Dan Abel, professor of marine science at Coastal Carolina University and local shark expert, said it’s hard to say whether a great white shark so close to Myrtle Beach is unusual.

“There’s a lot we don’t know about white sharks,” he said. “We don’t know where they migrate to, for the most part, we don’t know where they give birth or where they mate. We don’t know how long their gestation period is – how long they carry their young.”

He said the presence of a great white probably isn’t uncommon, but there’s still a lot to learn.

“Nobody would [know how unusual this is]. We know white sharks have been there, mostly from recreational and commercial fishers who don’t keep records and don’t target the sharks,” he said. “How frequently they occur is a mystery, but that they occur is not.”

What’s unusual, he said, is the amount of information available about a shark so close to Myrtle Beach.

Chris Fischer, Founding Chairman and Expedition Leader for OCEARCH, said the goal is to gather as much information as possible about the sharks to ensure the longevity of the species.

“The purpose of this is to solve the life history puzzle of the great white shark and other ocean giants because we don’t have the basic information we need to protect their future,” he said.

He said OCEARCH is a collaborative effort of fishermen and scientists.

“Three years ago, four years ago people would’ve said this is impossible,” he said. “What we’ve been able to do is bring world class fishermen and world class scientists together. We’re able to capture the true giants of the ocean and give the thought leaders access they’ve never had.”

Fischer hopes the scientists can figure out where the sharks mate and give birth so those waters can be protected

The tracking mechanisms used by OCEARCH, Abel said are expensive and can cost about $1,000 per tag.

For the location ping to appear, the tag must breach the surface, he said, meaning the tag either breaks off and floats or the shark swims to the surface of the water. Other techniques don’t give such immediate information.

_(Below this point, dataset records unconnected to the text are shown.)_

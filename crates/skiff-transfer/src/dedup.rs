//! Destination name deduplication.

use skiff_core::{DirectoryRef, Probe, TransferError, VolumeProvider};

/// How many occupied names are probed before giving up.
///
/// A safety valve against pathological collision chains, not an attempt at
/// perfect uniqueness.
const MAX_OCCUPIED_PROBES: usize = 10;

/// Find a name under `dir` that does not collide with an existing child.
///
/// Tries `proposed` first, then inserts a parenthesized counter before the
/// extension: `"file.txt"`, `"file (1).txt"`, `"file (2).txt"`, and so on.
/// A proposed name that already carries a counter resumes from it, so
/// `"file (3).txt"` continues with `"file (4).txt"`.
///
/// The result is advisory: nothing reserves the name, and another actor may
/// claim it between the probe and the caller's create. That window is
/// accepted; callers handle the residual collision like any other create
/// failure.
///
/// Fails with [`TransferError::AlreadyExists`] once ten probed names in a
/// row turn out to be occupied. Probe errors other than "not found"
/// propagate immediately.
pub async fn deduplicate_path<P>(
    provider: &P,
    dir: &DirectoryRef,
    proposed: &str,
) -> Result<String, TransferError>
where
    P: VolumeProvider + ?Sized,
{
    let (prefix, start, ext) = split_copy_suffix(proposed);
    let mut copy_number = start;
    let mut candidate = proposed.to_string();
    let mut occupied = 0;

    loop {
        match provider.probe(dir, &candidate).await? {
            Probe::Missing => return Ok(candidate),
            Probe::Exists => {
                occupied += 1;
                if occupied == MAX_OCCUPIED_PROBES {
                    tracing::warn!(
                        target: "transfer",
                        "gave up deduplicating {} after {} occupied names",
                        proposed,
                        occupied
                    );
                    return Err(TransferError::AlreadyExists {
                        name: proposed.to_string(),
                    });
                }
                copy_number += 1;
                candidate = format!("{prefix} ({copy_number}){ext}");
            }
        }
    }
}

/// Crack a name into `(prefix, copy number, extension)`.
///
/// The extension starts at the last dot, so `"a.tar.gz"` splits as
/// `("a.tar", 0, ".gz")`. A parenthesized integer immediately before the
/// extension is the copy number; anything else stays part of the prefix.
fn split_copy_suffix(name: &str) -> (&str, u64, &str) {
    let (stem, ext) = match name.rfind('.') {
        Some(idx) => name.split_at(idx),
        None => (name, ""),
    };

    if let Some(open) = stem.rfind(" (") {
        if let Some(digits) = stem[open + 2..].strip_suffix(')') {
            if !digits.is_empty() && digits.bytes().all(|b| b.is_ascii_digit()) {
                if let Ok(n) = digits.parse::<u64>() {
                    return (&stem[..open], n, ext);
                }
            }
        }
    }

    (stem, 0, ext)
}
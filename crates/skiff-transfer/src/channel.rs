//! Cross-window drag announcement slot.

use std::sync::{Arc, Mutex};

use skiff_core::EntryId;

/// Facts about an in-flight drag that the native carrier cannot transport
/// while its payload is in the protected read phase.
#[derive(Debug, Clone, PartialEq, Eq)]
pub struct DragChannelData {
    /// Root of the volume the drag started from.
    pub source_root: EntryId,
    /// Whether every dragged entry's content is retrievable without a
    /// network fetch.
    pub contents_available: bool,
}

/// A capacity-one mailbox shared by all windows of the application.
///
/// Written when a drag prepares its payload, read by whichever window the
/// drop lands in, cleared when the drag ends regardless of outcome.
/// Last-writer-wins: writes happen only at user-gesture boundaries, and a
/// read racing a write from a stale drag is an accepted, narrow
/// inconsistency window.
///
/// Clones share the same slot; hand one clone to each window.
#[derive(Debug, Clone, Default)]
pub struct DragChannel {
    slot: Arc<Mutex<Option<DragChannelData>>>,
}

impl DragChannel {
    /// Create an empty channel.
    pub fn new() -> Self {
        Self::default()
    }

    /// Publish the facts of a new drag, replacing any previous value.
    pub fn publish(&self, data: DragChannelData) {
        *self.slot.lock().unwrap() = Some(data);
    }

    /// Read the current value, if a drag is in flight.
    pub fn read(&self) -> Option<DragChannelData> {
        self.slot.lock().unwrap().clone()
    }

    /// Clear the slot. Called when the initiating drag ends.
    pub fn clear(&self) {
        *self.slot.lock().unwrap() = None;
    }
}

#[cfg(test)]
mod tests {
    use super::*;

    fn data(root: &str, available: bool) -> DragChannelData {
        DragChannelData {
            source_root: EntryId::from(root),
            contents_available: available,
        }
    }

    #[test]
    fn test_clones_share_the_slot() {
        let channel = DragChannel::new();
        let sibling = channel.clone();

        channel.publish(data("mem:/vol0", true));
        assert_eq!(sibling.read(), Some(data("mem:/vol0", true)));

        sibling.clear();
        assert_eq!(channel.read(), None);
    }

    #[test]
    fn test_last_writer_wins() {
        let channel = DragChannel::new();
        channel.publish(data("mem:/vol0", true));
        channel.publish(data("mem:/vol1", false));

        assert_eq!(channel.read(), Some(data("mem:/vol1", false)));
    }
}
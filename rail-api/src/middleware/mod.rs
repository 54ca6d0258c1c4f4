pub mod auth;
pub mod rate_limit;

pub use auth::{customer_auth_middleware, Customer, CustomerClaims};
pub use rate_limit::rate_limit_middleware;
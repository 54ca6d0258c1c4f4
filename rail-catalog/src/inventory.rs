use chrono::{DateTime, Utc};
use serde::{Deserialize, Serialize};
use std::fmt;

/// Seat counters for one schedule.
///
/// `held` counts seats claimed by pending reservations, `sold` counts seats
/// committed by paid ones. `held + sold` never exceeds `capacity`.
#[derive(Debug, Clone, Copy, Serialize, Deserialize, PartialEq, Eq)]
pub struct SeatInventory {
    pub schedule_id: i64,
    pub capacity: u32,
    pub held: u32,
    pub sold: u32,
}

impl SeatInventory {
    pub fn new(schedule_id: i64, capacity: u32) -> Self {
        Self {
            schedule_id,
            capacity,
            held: 0,
            sold: 0,
        }
    }

    /// Seats neither held nor sold
    pub fn available(&self) -> u32 {
        self.capacity.saturating_sub(self.held + self.sold)
    }

    /// Check-and-increment of `held`. Leaves the counters untouched on failure.
    pub fn hold(&mut self, seats: u32) -> Result<(), InventoryError> {
        if seats == 0 {
            return Err(InventoryError::InvalidSeatCount(seats));
        }

        let available = self.available();
        if available < seats {
            return Err(InventoryError::InsufficientCapacity {
                schedule_id: self.schedule_id,
                requested: seats,
                available,
            });
        }

        self.held += seats;
        Ok(())
    }

    /// Move held seats to sold
    pub fn commit(&mut self, seats: u32) -> Result<(), InventoryError> {
        if self.held < seats {
            return Err(InventoryError::InsufficientHeld {
                schedule_id: self.schedule_id,
                requested: seats,
                held: self.held,
            });
        }

        self.held -= seats;
        self.sold += seats;
        Ok(())
    }

    /// Return held seats to the pool
    pub fn release(&mut self, seats: u32) -> Result<(), InventoryError> {
        if self.held < seats {
            return Err(InventoryError::InsufficientHeld {
                schedule_id: self.schedule_id,
                requested: seats,
                held: self.held,
            });
        }

        self.held -= seats;
        Ok(())
    }

    pub fn utilization(&self) -> f64 {
        if self.capacity == 0 {
            0.0
        } else {
            f64::from(self.held + self.sold) / f64::from(self.capacity)
        }
    }
}

/// Single-use reference to a seat hold.
#[derive(Debug, Clone, Copy, Serialize, Deserialize, PartialEq, Eq, Hash, PartialOrd, Ord)]
#[serde(transparent)]
pub struct HoldId(pub i64);

impl fmt::Display for HoldId {
    fn fmt(&self, f: &mut fmt::Formatter<'_>) -> fmt::Result {
        write!(f, "hold-{}", self.0)
    }
}

/// A provisional seat claim. Carries the booking id once the booking row exists,
/// so a hold without one can be recognised as orphaned.
#[derive(Debug, Clone, Serialize, Deserialize, PartialEq, Eq)]
pub struct SeatHold {
    pub id: HoldId,
    pub schedule_id: i64,
    pub seats: u32,
    pub booking_id: Option<i64>,
    pub placed_at: DateTime<Utc>,
}

#[derive(Debug, thiserror::Error, PartialEq, Eq)]
pub enum InventoryError {
    #[error("Inventory not found for schedule {0}")]
    NotFound(i64),

    #[error("Seat count must be positive, got {0}")]
    InvalidSeatCount(u32),

    #[error("Insufficient capacity on schedule {schedule_id}: requested {requested}, available {available}")]
    InsufficientCapacity {
        schedule_id: i64,
        requested: u32,
        available: u32,
    },

    #[error("Insufficient held seats on schedule {schedule_id}: requested {requested}, held {held}")]
    InsufficientHeld {
        schedule_id: i64,
        requested: u32,
        held: u32,
    },

    #[error("Inventory state poisoned: {0}")]
    Poisoned(String),
}

#[cfg(test)]
mod tests {
    use super::*;

    #[test]
    fn test_inventory_lifecycle() {
        let mut inv = SeatInventory::new(1, 100);

        inv.hold(10).unwrap();
        assert_eq!(inv.held, 10);
        assert_eq!(inv.available(), 90);

        inv.commit(10).unwrap();
        assert_eq!(inv.held, 0);
        assert_eq!(inv.sold, 10);
        assert_eq!(inv.available(), 90);

        let utilization = inv.utilization();
        assert!((utilization - 0.1).abs() < 0.01);
    }

    #[test]
    fn test_hold_over_capacity_leaves_counters() {
        let mut inv = SeatInventory::new(1, 2);
        inv.hold(1).unwrap();

        let err = inv.hold(2).unwrap_err();
        assert_eq!(
            err,
            InventoryError::InsufficientCapacity {
                schedule_id: 1,
                requested: 2,
                available: 1
            }
        );
        assert_eq!(inv.held, 1);
        assert_eq!(inv.sold, 0);
    }

    #[test]
    fn test_sold_counts_against_capacity() {
        let mut inv = SeatInventory::new(1, 2);
        inv.hold(2).unwrap();
        inv.commit(2).unwrap();

        assert!(inv.hold(1).is_err());
        assert_eq!(inv.available(), 0);
    }

    #[test]
    fn test_zero_seats_rejected() {
        let mut inv = SeatInventory::new(1, 5);
        assert_eq!(inv.hold(0), Err(InventoryError::InvalidSeatCount(0)));
    }

    #[test]
    fn test_release_more_than_held_fails() {
        let mut inv = SeatInventory::new(1, 5);
        inv.hold(1).unwrap();
        assert!(inv.release(2).is_err());
        assert_eq!(inv.held, 1);
    }
}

Fischer said the tag on Mary Lee should last five years.

Abel also couldn’t speculate about what may have brought the shark so close to shore, within one-mile near Litchfield Beach, but said typically white sharks aren’t oceanic, meaning they tend to stay near land.

He also said its good news to have a 16-foot great white shark cruising our waters despite the fear many have.

“Anytime there’s enthusiasm or passion from people about the most magnificent beast on the planet, it’s exciting,” he said. “It’s a great teaching tool for me and it generates interest on the marine environment.”

Fischer hopes the research helps eliminate some of the fear associated with sharks.

“There’s a lot of fear and much of that tends to come because there’s so much unknown,” he said. “We [could] replace all that fear with facts and we can kind of demystify the great white shark.”

Despite how close the shark is, Fischer said people shouldn’t be afraid.

“First you have to realize that they’ve always been there,” he said. “Its just now for the first time ever that we know. People’s usage of the water shouldn’t change at all because those sharks have always been there.”

Abel is more excited to see more information, though.

“Right now it’s a sample size of one and it’s cool, but it will be fun to get more information,” he said. “It will be interesting when enough are tagged and enough patterns emerge.”

Fischer too said there need to be more sharks tagged and at least 10 would give scientists a sample size large enough to begin figuring out the behaviors of the white sharks.

To follow the path of Mary Lee and other sharks tagged by OCEARCH visit http://sharks-ocearch.verite.com.

The site has periodically crashed and Fischer said the capacity was recently upgraded to handle the increased traffic.

“That’s a good problem to have,” he said of the website crashes. “My vision for the tracker was to get the public involved so they could know about the white shark … that sort of grassroots support is just thrilling.”